Another thread from today made me think of the basics of TRUNC function used for DATEs. I am confused about what it acutally does.
This is what Oracle Documenations says about TRUNC function without format (like 'DD-MON-YY')
"If you omit fmt, then date is truncated to the nearest day" (Oracle 10Gr2 SQL reference, B14200-02)
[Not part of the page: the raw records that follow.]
//! Error types
//!
//! Two kinds of failure exist and they never mix:
//!
//! - [`ConfigurationError`]: the schema or registry is malformed. Returned when
//!   a [`Validator`](crate::Validator) is built and never produced by `validate`.
//! - [`ValidationMessage`]: one data failure addressed by dotted path. A
//!   `validate` call collects every independent failure into a
//!   [`ValidationErrors`] list in schema-declaration order.

use std::fmt;

use serde::{Deserialize, Serialize};

// ============================================================================
// CONFIGURATION ERROR
// ============================================================================

/// A malformed schema or an unresolvable function reference.
///
/// `path` is the schema position of the offending node: member ids joined by
/// `.`, with `*` standing for an array element schema.
#[derive(Debug, Clone, PartialEq, Eq, thiserror::Error)]
#[non_exhaustive]
pub enum ConfigurationError {
    /// A node declares neither a `type` nor `children`.
    #[error("constraint node `{path}` must declare a type or children")]
    MissingTypeOrChildren { path: String },

    /// A root node or fixed-shape member has no `id`.
    #[error("constraint node at `{path}` has an empty id")]
    MissingId { path: String },

    /// An `id` contains the path separator and could never be addressed.
    #[error("constraint id `{id}` at `{path}` must not contain `.`")]
    SeparatorInId { id: String, path: String },

    /// Two siblings share an `id`.
    #[error("duplicate constraint id `{id}` at `{path}`")]
    DuplicateId { id: String, path: String },

    /// A resolvable names a function the registry does not contain.
    #[error("function `{function}` referenced by `{path}` is not registered")]
    UnknownFunction { function: String, path: String },
}

impl ConfigurationError {
    /// Schema position the error refers to.
    #[must_use]
    pub fn path(&self) -> &str {
        match self {
            Self::MissingTypeOrChildren { path }
            | Self::MissingId { path }
            | Self::SeparatorInId { path, .. }
            | Self::DuplicateId { path, .. }
            | Self::UnknownFunction { path, .. } => path,
        }
    }
}

// ============================================================================
// VALIDATION MESSAGE
// ============================================================================

/// One data failure: the dotted path of the failing value and a human-readable
/// message.
///
/// ```
/// use arbiter_validator::ValidationMessage;
///
/// let msg = ValidationMessage::new("contacts.0.kind", "contacts.0.kind is required");
/// assert_eq!(msg.target, "contacts.0.kind");
/// ```
#[derive(Debug, Clone, PartialEq, Eq, Hash, Serialize, Deserialize)]
pub struct ValidationMessage {
    /// Dotted path of the failing value, e.g. `contacts.0.contact_type`.
    pub target: String,
    /// Final message with placeholders already substituted.
    pub message: String,
}

impl ValidationMessage {
    pub fn new(target: impl Into<String>, message: impl Into<String>) -> Self {
        Self {
            target: target.into(),
            message: message.into(),
        }
    }
}

impl fmt::Display for ValidationMessage {
    fn fmt(&self, f: &mut fmt::Formatter<'_>) -> fmt::Result {
        write!(f, "[{}] {}", self.target, self.message)
    }
}

// ============================================================================
// ERROR COLLECTION
// ============================================================================

/// Ordered collection of validation messages from one `validate` call.
#[derive(Debug, Clone, Default, PartialEq, Eq, Serialize, Deserialize)]
#[serde(transparent)]
pub struct ValidationErrors {
    messages: Vec<ValidationMessage>,
}

impl ValidationErrors {
    /// Creates a new empty collection.
    #[must_use]
    pub fn new() -> Self {
        Self {
            messages: Vec::new(),
        }
    }

    /// Appends a message, keeping insertion order.
    pub fn add(&mut self, message: ValidationMessage) {
        self.messages.push(message);
    }

    /// Returns the number of messages.
    #[must_use]
    pub fn len(&self) -> usize {
        self.messages.len()
    }

    /// Returns true if no failure was recorded.
    #[must_use]
    pub fn is_empty(&self) -> bool {
        self.messages.is_empty()
    }

    /// Returns all messages in order.
    #[must_use]
    pub fn messages(&self) -> &[ValidationMessage] {
        &self.messages
    }

    pub fn iter(&self) -> std::slice::Iter<'_, ValidationMessage> {
        self.messages.iter()
    }

    /// Messages whose target is exactly `target`.
    pub fn for_target<'a>(
        &'a self,
        target: &'a str,
    ) -> impl Iterator<Item = &'a ValidationMessage> + 'a {
        self.messages.iter().filter(move |m| m.target == target)
    }

    /// Consumes the collection and returns the raw list.
    #[must_use]
    pub fn into_messages(self) -> Vec<ValidationMessage> {
        self.messages
    }

    /// `Ok(ok_value)` when empty, otherwise `Err(self)`.
    #[must_use = "result must be used"]
    pub fn into_result<T>(self, ok_value: T) -> Result<T, ValidationErrors> {
        if self.is_empty() {
            Ok(ok_value)
        } else {
            Err(self)
        }
    }
}

impl FromIterator<ValidationMessage> for ValidationErrors {
    fn from_iter<I: IntoIterator<Item = ValidationMessage>>(iter: I) -> Self {
        Self {
            messages: iter.into_iter().collect(),
        }
    }
}

impl IntoIterator for ValidationErrors {
    type Item = ValidationMessage;
    type IntoIter = std::vec::IntoIter<ValidationMessage>;

    fn into_iter(self) -> Self::IntoIter {
        self.messages.into_iter()
    }
}

impl<'a> IntoIterator for &'a ValidationErrors {
    type Item = &'a ValidationMessage;
    type IntoIter = std::slice::Iter<'a, ValidationMessage>;

    fn into_iter(self) -> Self::IntoIter {
        self.messages.iter()
    }
}

impl fmt::Display for ValidationErrors {
    fn fmt(&self, f: &mut fmt::Formatter<'_>) -> fmt::Result {
        writeln!(f, "Validation failed with {} error(s):", self.messages.len())?;
        for (i, message) in self.messages.iter().enumerate() {
            writeln!(f, "  {}. {}", i + 1, message)?;
        }
        Ok(())
    }
}

impl std::error::Error for ValidationErrors {}

// ============================================================================
// TESTS
// ============================================================================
SQL> alter session set nls_date_format = 'DD-MON-YYYY HH24:MI:SS';
Session altered.
Query 1.
SQL> SELECT SYSDATE FROM DUAL;
SYSDATE
--------------------
06-DEC-2007 14:22:01
Query 2.
SQL> SELECT TRUNC(SYSDATE) FROM DUAL;
TRUNC(SYSDATE)
--------------------
06-DEC-2007 00:00:00
I have three questions
1)Since it 2:22 pm , shouldn't the result of TRUNC(SYSDATE) ie Query 2. be 7-Dec-2007 ?
-
What difference does TRUNC function make in the code apart from setting the time to 00:00:00?
-
Is it safer to add TRUNC for DATEs in the code?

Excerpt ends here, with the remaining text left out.